Saturday, October 25, 2008

hating life one day at a time?

Job search to occur sooner than later now.
Completely got muffed at work this weekend to the point where I literally broke down at work and started to cry. I don't cry. That's not a good sign when WORK does that to a person, let alone me. Luckily there was one other individual on my floor (naturally, my bosses were gone early for the day/weekend) to witness such a moment. And I've gone through hell with him so it wasn't that shocking. In actuality, he was the only one in that entire building who could have said anything to calm me down in the slightest.

Asked for this ONE weekend off so I can celebrate and have some sort of social life as I've come to realize that work is nothing more than a soul sucking entity devouring any form of enjoyment out of life. Yes, there are many individuals I adore that I work with. But the ones higher up, the deciders, failed to realize that I put in a time-off request weeks ago for this weekend. Didn't happen. I'm stuck working tomorrow afternoon. Rationalized that I could go up afterwards only to just now see that any festivities that were occurring are tonight. Where I'm stuck in Albertville.

There are so few moments in my life where I feel completely under-appreciated. I've covered for my bosses' asses too many times to count and this is the payment I get. I don't get a single "thank you" why should I expect to have a weekend to relax and gain any form of my sanity back?

Yet they still fail to realize they have completely given up on their jobs and I have to take the slack for it. You're bailing out of work early? Okay, I'll make sure the rest of YOUR to-do list is complete. What? The other promotions staff fucked up? No worries, I'll fix their errors. You want me to stay late? Sure, no problem.
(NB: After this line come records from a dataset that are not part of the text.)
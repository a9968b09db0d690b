//! Draft-to-record commit.

use crate::model::record::Record;
use crate::notify::{Notification, NotificationSink, ERROR_TITLE, SUCCESS_TITLE};
use crate::store::draft::{Draft, ValidationError};
use crate::store::entity_store::EntityStore;
use log::{info, warn};

/// Validates `draft`, appends the derived record and resets the draft.
///
/// # Contract
/// - On success: exactly one record is appended, `draft` is cleared and an
///   info notification is emitted.
/// - On failure: `store` and `draft` are unchanged and a destructive
///   notification is emitted.
pub fn commit<D, N>(
    store: &mut EntityStore<D::Output>,
    draft: &mut D,
    notifier: &N,
) -> Result<D::Output, ValidationError>
where
    D: Draft,
    N: NotificationSink + ?Sized,
{
    let entity = <D::Output as Record>::KIND;

    if let Err(err) = draft.validate() {
        warn!(
            "event=commit module=store status=error entity={} missing={} malformed={}",
            entity.as_str(),
            err.missing.join("|"),
            err.malformed.join("|")
        );
        notifier.notify(Notification::destructive(ERROR_TITLE, err.user_message()));
        return Err(err);
    }

    let message = draft.success_message();
    let record = store.insert_with(|id| draft.build(id)).clone();
    draft.reset();

    info!(
        "event=commit module=store status=ok entity={} id={} store_len={}",
        entity.as_str(),
        record.id(),
        store.len()
    );
    notifier.notify(Notification::info(SUCCESS_TITLE, message));
    Ok(record)
}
Icing on the cake is I can no longer have any sort of fun on Halloween. Yes, I'm stuck working. What a travesty my life has become where my friends are more surprised when I am actually able to make it out rather than canceling on them at the last minute.

Factors keeping me:
Most of the people
Freebies (because I'm greedy like that)
The fact this IS a job in the music industry (not what I want in the future but connections exist) and the job market is hard.

NOT keeping me:
Little pay
Freebies dwindling. Example, after all the work I do I asked for tickets to a show that my parents could enjoy. Up until 4pm today I didn't get the tickets. For tomorrow's show. Boss had a pair left and threw them at me.
The lack of a social life
The fact work can now actually make me cry
Any other aspect of this post that further entails how much I loathe work and my very existence at this point.

1 comment:

j said...

*Hugs*

I've been wondering why you hadn't been on Facebook for awhile and now I know why.

Work sucks.

I'd say stick it out until after Christmas [Which, by the way ,you will LOVE you present. I know I say that every year, but this year it is going to legendary. With felt.].

Sounds like we've been having a similar amount of shitty days lately. Although, mine mostly involves insurance. Stupid teeth.

Take the ENTIRE day off for the Amanda Palmer concert, and we will romp and galivant around Minneapolis [Including the No Coast Craftorama, in which I told my sister I'd go.].

PS: Work made me cry the other day too. I was stressed.